Na última segunda-feira (16), o relator do caso no
TJES rejeitou a petição inicial e determinou a extinção do processo, por uma questão formal: ele entendeu que o mandado de segurança não era a via adequada para Vandinho requerer o que estava requerendo. Turíbio argumentou que Vandinho estava contestando a constitucionalidade da emenda aprovada, o que não poderia ser feito por meio daquele instrumento jurídico.
“Portanto, inevitável concluir que a presente impetração pretende alegar a inconstitucionalidade nomodinâmica de atos legislativos abstratos e impessoais já vigentes, o que não se admite nessa ação de índole cível constitucional e de natureza subjetiva”, diz trecho da decisão.
“Como se diria no popular, pau que dá em Chico dá em Francisco. O nosso mandado de segurança foi ajuizado com os mesmos argumentos do mandado de segurança que incidiu sobre a PEC da eleição da Mesa Diretora. Mandado de segurança não substitui ação direta de inconstitucionalidade, mas em momento algum atacamos a constitucionalidade da emenda da Previdência. O que se atacou foram vícios formais na tramitação do processo legislativo. Então, o tribunal, em verdade, deu decisões diferentes para duas causas semelhantes, para não dizer iguais.”
De acordo com o advogado, os vícios formais na tramitação de ambas as emendas são idênticos. Em ambos os casos, o presidente da Assembleia Legislativa, Erick Musso (Republicanos), formou uma comissão especial para analisar a constitucionalidade e a legalidade dos projetos, agilizando a tramitação.

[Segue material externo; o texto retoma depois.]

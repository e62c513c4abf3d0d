//! Recurring billing: plan and subscription creation against the gateway.
//! Period advancement arrives via the `subscription.charged` webhook.

use std::sync::Arc;
use uuid::Uuid;

use crate::domain::Subscription;
use crate::error::AppError;
use crate::gateway::{CreatePlanRequest, CreateSubscriptionRequest, GatewayClient, GatewayPlan};
use crate::ports::{SubscriptionStore, UserDirectory};

pub struct SubscriptionService {
    gateway: Arc<dyn GatewayClient>,
    store: Arc<dyn SubscriptionStore>,
    users: Arc<dyn UserDirectory>,
}

impl SubscriptionService {
    pub fn new(
        gateway: Arc<dyn GatewayClient>,
        store: Arc<dyn SubscriptionStore>,
        users: Arc<dyn UserDirectory>,
    ) -> Self {
        Self {
            gateway,
            store,
            users,
        }
    }

    pub async fn create_plan(&self, req: CreatePlanRequest) -> Result<GatewayPlan, AppError> {
        if req.amount <= 0 {
            return Err(AppError::Validation("plan amount must be positive".into()));
        }
        Ok(self.gateway.create_plan(req).await?)
    }

    pub async fn create_subscription(
        &self,
        user_id: Uuid,
        plan_id: String,
        total_count: u32,
    ) -> Result<Subscription, AppError> {
        if !self.users.exists(user_id).await? {
            return Err(AppError::NotFound(format!("user {} not found", user_id)));
        }

        let gateway_subscription = self
            .gateway
            .create_subscription(CreateSubscriptionRequest {
                plan_id: plan_id.clone(),
                total_count,
                notes: None,
            })
            .await?;

        let subscription = Subscription::new(gateway_subscription.id, plan_id, user_id);
        let stored = self.store.insert(&subscription).await?;
        tracing::info!(
            subscription_id = %stored.id,
            gateway_subscription_id = %stored.gateway_subscription_id,
            "subscription created"
        );
        Ok(stored)
    }
}
use axum::{
    extract::{Path, State},
    response::IntoResponse,
    Json,
};
use serde::{Deserialize, Serialize};
use uuid::Uuid;

use crate::error::AppError;
use crate::services::NewPaymentOrder;
use crate::AppState;

#[derive(Debug, Deserialize)]
pub struct CreatePaymentOrderRequest {
    pub user_id: Uuid,
    #[serde(default)]
    pub order_id: Option<Uuid>,
    pub amount: i64,
    #[serde(default)]
    pub currency: Option<String>,
    #[serde(default)]
    pub notes: Option<serde_json::Value>,
    #[serde(default)]
    pub receipt: Option<String>,
}

#[derive(Debug, Serialize)]
pub struct CreatePaymentOrderResponse {
    pub payment_order_id: Uuid,
    pub gateway_order_id: String,
    pub amount: i64,
    pub currency: String,
}

pub async fn create(
    State(state): State<AppState>,
    Json(req): Json<CreatePaymentOrderRequest>,
) -> Result<impl IntoResponse, AppError> {
    let order = state
        .payment_orders
        .create(NewPaymentOrder {
            user_id: req.user_id,
            order_id: req.order_id,
            amount_minor: req.amount,
            currency: req.currency,
            notes: req.notes,
            receipt: req.receipt,
        })
        .await?;

    Ok(Json(CreatePaymentOrderResponse {
        payment_order_id: order.id,
        gateway_order_id: order.gateway_order_id,
        amount: order.amount_minor,
        currency: order.currency,
    }))
}

pub async fn get(
    State(state): State<AppState>,
    Path(gateway_order_id): Path<String>,
) -> Result<impl IntoResponse, AppError> {
    let order = state
        .payment_orders
        .get(&gateway_order_id)
        .await?
        .ok_or_else(|| {
            AppError::NotFound(format!("payment order {} not found", gateway_order_id))
        })?;
    Ok(Json(order))
}
//! Order entity and its lifecycle state machine.
//!
//! Order status is mutated only through validated transitions; every other
//! component requests a transition and never writes status directly.

use chrono::{DateTime, Utc};
use serde::{Deserialize, Serialize};
use uuid::Uuid;

#[derive(Debug, Clone, Copy, PartialEq, Eq, Serialize, Deserialize)]
#[serde(rename_all = "snake_case")]
pub enum OrderStatus {
    Pending,
    Confirmed,
    Preparing,
    Ready,
    Delivered,
    Completed,
    Cancelled,
}

impl OrderStatus {
    /// Targets reachable from this state. Cancellation is disallowed once
    /// the order is `Ready` or later; delivery is already committed.
    pub fn allowed_targets(&self) -> &'static [OrderStatus] {
        use OrderStatus::*;
        match self {
            Pending => &[Confirmed, Cancelled],
            Confirmed => &[Preparing, Cancelled],
            Preparing => &[Ready, Cancelled],
            Ready => &[Delivered],
            Delivered => &[Completed],
            Completed | Cancelled => &[],
        }
    }

    pub fn can_transition_to(&self, target: OrderStatus) -> bool {
        self.allowed_targets().contains(&target)
    }

    pub fn is_terminal(&self) -> bool {
        self.allowed_targets().is_empty()
    }

    pub fn as_str(&self) -> &'static str {
        match self {
            OrderStatus::Pending => "pending",
            OrderStatus::Confirmed => "confirmed",
            OrderStatus::Preparing => "preparing",
            OrderStatus::Ready => "ready",
            OrderStatus::Delivered => "delivered",
            OrderStatus::Completed => "completed",
            OrderStatus::Cancelled => "cancelled",
        }
    }

    pub fn parse(s: &str) -> Option<Self> {
        match s {
            "pending" => Some(OrderStatus::Pending),
            "confirmed" => Some(OrderStatus::Confirmed),
            "preparing" => Some(OrderStatus::Preparing),
            "ready" => Some(OrderStatus::Ready),
            "delivered" => Some(OrderStatus::Delivered),
            "completed" => Some(OrderStatus::Completed),
            "cancelled" => Some(OrderStatus::Cancelled),
            _ => None,
        }
    }
}

impl std::fmt::Display for OrderStatus {
    fn fmt(&self, f: &mut std::fmt::Formatter<'_>) -> std::fmt::Result {
        f.write_str(self.as_str())
    }
}

#[derive(Debug, Clone, Serialize, Deserialize)]
pub struct Order {
    pub id: Uuid,
    pub status: OrderStatus,
    pub total_amount_minor: i64,
    pub user_id: Uuid,
    pub student_id: String,
    pub delivery_time: Option<DateTime<Utc>>,
    pub created_at: DateTime<Utc>,
    pub updated_at: DateTime<Utc>,
}
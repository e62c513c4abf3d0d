//! HTTP implementation of [`GatewayClient`].
//!
//! Every call carries a bounded timeout and goes through a failsafe circuit
//! breaker; no lock is held while a request is in flight. A timeout maps to
//! [`GatewayError::Timeout`], never to a definite failure.

use async_trait::async_trait;
use failsafe::futures::CircuitBreaker as FuturesCircuitBreaker;
use failsafe::{backoff, failure_policy, Config, Error as FailsafeError, StateMachine};
use reqwest::Client;
use serde::de::DeserializeOwned;
use serde::Deserialize;
use std::future::Future;
use std::time::Duration;

use super::types::*;
use super::{GatewayClient, GatewayError};

const DEFAULT_TIMEOUT_SECS: u64 = 10;

type Breaker = StateMachine<failure_policy::ConsecutiveFailures<backoff::EqualJittered>, ()>;

#[derive(Clone)]
pub struct HttpGatewayClient {
    client: Client,
    base_url: String,
    key_id: String,
    key_secret: String,
    circuit_breaker: Breaker,
}

impl HttpGatewayClient {
    pub fn new(base_url: String, key_id: String, key_secret: String) -> Self {
        Self::with_timeout(
            base_url,
            key_id,
            key_secret,
            Duration::from_secs(DEFAULT_TIMEOUT_SECS),
        )
    }

    pub fn with_timeout(
        base_url: String,
        key_id: String,
        key_secret: String,
        timeout: Duration,
    ) -> Self {
        let client = Client::builder()
            .timeout(timeout)
            .build()
            .unwrap_or_default();

        let backoff = backoff::equal_jittered(Duration::from_secs(30), Duration::from_secs(120));
        let policy = failure_policy::consecutive_failures(5, backoff);
        let circuit_breaker = Config::new().failure_policy(policy).build();

        HttpGatewayClient {
            client,
            base_url,
            key_id,
            key_secret,
            circuit_breaker,
        }
    }

    fn url(&self, path: &str) -> String {
        format!("{}{}", self.base_url.trim_end_matches('/'), path)
    }

    pub fn circuit_state(&self) -> &'static str {
        if self.circuit_breaker.is_call_permitted() {
            "closed"
        } else {
            "open"
        }
    }

    async fn guarded<T, F>(&self, fut: F) -> Result<T, GatewayError>
    where
        F: Future<Output = Result<T, GatewayError>>,
    {
        match self.circuit_breaker.call(fut).await {
            Ok(value) => Ok(value),
            Err(FailsafeError::Rejected) => Err(GatewayError::CircuitOpen),
            Err(FailsafeError::Inner(e)) => Err(e),
        }
    }
}

fn map_transport(e: reqwest::Error) -> GatewayError {
    if e.is_timeout() {
        GatewayError::Timeout
    } else {
        GatewayError::Transport(e.to_string())
    }
}

#[derive(Deserialize)]
struct ApiErrorBody {
    error: ApiErrorDetail,
}

#[derive(Deserialize)]
struct ApiErrorDetail {
    description: String,
}

async fn read_json<T: DeserializeOwned>(resp: reqwest::Response) -> Result<T, GatewayError> {
    let status = resp.status();
    if !status.is_success() {
        let text = resp.text().await.unwrap_or_default();
        let message = serde_json::from_str::<ApiErrorBody>(&text)
            .map(|b| b.error.description)
            .unwrap_or(text);
        return Err(GatewayError::Api {
            status: status.as_u16(),
            message,
        });
    }
    resp.json::<T>()
        .await
        .map_err(|e| GatewayError::InvalidResponse(e.to_string()))
}

#[async_trait]
impl GatewayClient for HttpGatewayClient {
    async fn create_order(&self, req: CreateOrderRequest) -> Result<GatewayOrder, GatewayError> {
        let url = self.url("/orders");
        let client = self.client.clone();
        let (key, secret) = (self.key_id.clone(), self.key_secret.clone());
        self.guarded(async move {
            let resp = client
                .post(&url)
                .basic_auth(&key, Some(&secret))
                .json(&req)
                .send()
                .await
                .map_err(map_transport)?;
            read_json(resp).await
        })
        .await
    }

    async fn fetch_payment(&self, payment_id: &str) -> Result<GatewayPayment, GatewayError> {
        let url = self.url(&format!("/payments/{}", payment_id));
        let client = self.client.clone();
        let (key, secret) = (self.key_id.clone(), self.key_secret.clone());
        let raw: RawGatewayPayment = self
            .guarded(async move {
                let resp = client
                    .get(&url)
                    .basic_auth(&key, Some(&secret))
                    .send()
                    .await
                    .map_err(map_transport)?;
                read_json(resp).await
            })
            .await?;
        raw.normalize()
    }

    async fn capture_payment(
        &self,
        payment_id: &str,
        amount_minor: i64,
    ) -> Result<GatewayPayment, GatewayError> {
        let url = self.url(&format!("/payments/{}/capture", payment_id));
        let client = self.client.clone();
        let (key, secret) = (self.key_id.clone(), self.key_secret.clone());
        let body = serde_json::json!({ "amount": amount_minor });
        let raw: RawGatewayPayment = self
            .guarded(async move {
                let resp = client
                    .post(&url)
                    .basic_auth(&key, Some(&secret))
                    .json(&body)
                    .send()
                    .await
                    .map_err(map_transport)?;
                read_json(resp).await
            })
            .await?;
        raw.normalize()
    }

    async fn refund_payment(
        &self,
        payment_id: &str,
        req: RefundRequest,
    ) -> Result<GatewayRefund, GatewayError> {
        let url = self.url(&format!("/payments/{}/refund", payment_id));
        let client = self.client.clone();
        let (key, secret) = (self.key_id.clone(), self.key_secret.clone());
        self.guarded(async move {
            let resp = client
                .post(&url)
                .basic_auth(&key, Some(&secret))
                .json(&req)
                .send()
                .await
                .map_err(map_transport)?;
            read_json(resp).await
        })
        .await
    }

    async fn create_plan(&self, req: CreatePlanRequest) -> Result<GatewayPlan, GatewayError> {
        let url = self.url("/plans");
        let client = self.client.clone();
        let (key, secret) = (self.key_id.clone(), self.key_secret.clone());
        self.guarded(async move {
            let resp = client
                .post(&url)
                .basic_auth(&key, Some(&secret))
                .json(&req)
                .send()
                .await
                .map_err(map_transport)?;
            read_json(resp).await
        })
        .await
    }

    async fn create_subscription(
        &self,
        req: CreateSubscriptionRequest,
    ) -> Result<GatewaySubscription, GatewayError> {
        let url = self.url("/subscriptions");
        let client = self.client.clone();
        let (key, secret) = (self.key_id.clone(), self.key_secret.clone());
        self.guarded(async move {
            let resp = client
                .post(&url)
                .basic_auth(&key, Some(&secret))
                .json(&req)
                .send()
                .await
                .map_err(map_transport)?;
            read_json(resp).await
        })
        .await
    }
}

#[cfg(test)]
mod tests {
    use super::*;

    fn client_for(server: &mockito::ServerGuard) -> HttpGatewayClient {
        HttpGatewayClient::new(server.url(), "key_test".into(), "secret_test".into())
    }

    #[tokio::test]
    async fn create_order_returns_gateway_order() {
        let mut server = mockito::Server::new_async().await;
        let _mock = server
            .mock("POST", "/orders")
            .with_status(200)
            .with_header("content-type", "application/json")
            .with_body(
                r#"{"id":"order_G123","status":"created","amount":10000,"currency":"INR"}"#,
            )
            .create_async()
            .await;

        let order = client_for(&server)
            .create_order(CreateOrderRequest {
                amount: 10_000,
                currency: "INR".into(),
                receipt: "receipt_1".into(),
                notes: None,
            })
            .await
            .unwrap();

        assert_eq!(order.id, "order_G123");
        assert_eq!(order.amount, 10_000);
    }

    #[tokio::test]
    async fn fetch_payment_normalizes_method() {
        let mut server = mockito::Server::new_async().await;
        let _mock = server
            .mock("GET", "/payments/pay_1")
            .with_status(200)
            .with_header("content-type", "application/json")
            .with_body(
                r#"{
                    "id":"pay_1","order_id":"order_G123","status":"captured",
                    "amount":10000,"currency":"INR","method":"upi",
                    "vpa":"student@upi","fee":200,"tax":36
                }"#,
            )
            .create_async()
            .await;

        let payment = client_for(&server).fetch_payment("pay_1").await.unwrap();
        assert_eq!(payment.status, GatewayPaymentStatus::Captured);
        assert_eq!(
            payment.method,
            crate::domain::PaymentMethod::Upi {
                handle: "student@upi".into()
            }
        );
    }

    #[tokio::test]
    async fn api_error_carries_status_and_description() {
        let mut server = mockito::Server::new_async().await;
        let _mock = server
            .mock("POST", "/orders")
            .with_status(400)
            .with_body(r#"{"error":{"description":"amount too small"}}"#)
            .create_async()
            .await;

        let err = client_for(&server)
            .create_order(CreateOrderRequest {
                amount: 1,
                currency: "INR".into(),
                receipt: "receipt_2".into(),
                notes: None,
            })
            .await
            .unwrap_err();

        match err {
            GatewayError::Api { status, message } => {
                assert_eq!(status, 400);
                assert_eq!(message, "amount too small");
            }
            other => panic!("expected Api error, got {:?}", other),
        }
    }

    #[test]
    fn circuit_starts_closed() {
        let client =
            HttpGatewayClient::new("http://localhost:1".into(), "k".into(), "s".into());
        assert_eq!(client.circuit_state(), "closed");
    }
}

“O que contaminou a PEC 113 [eleição da Mesa] e a 114 [Previdência] foi o mesmo vício: a formação da comissão especial sem a devida publicidade e o entendimento de que o Regimento Interno veda de forma expressa que as comissões especiais se ocupem de matérias relacionadas a comissões permanentes. A análise da legalidade e da constitucionalidade é de competência privativa da CCJ. O vício é idêntico. A argumentação que serviu para uma, em tese, é a mesma da outra. Mas não sei por qual razão, talvez pelo fato de serem desembargadores com pensamentos diferentes, um viu nulidade onde outro não viu”, conclui o advogado.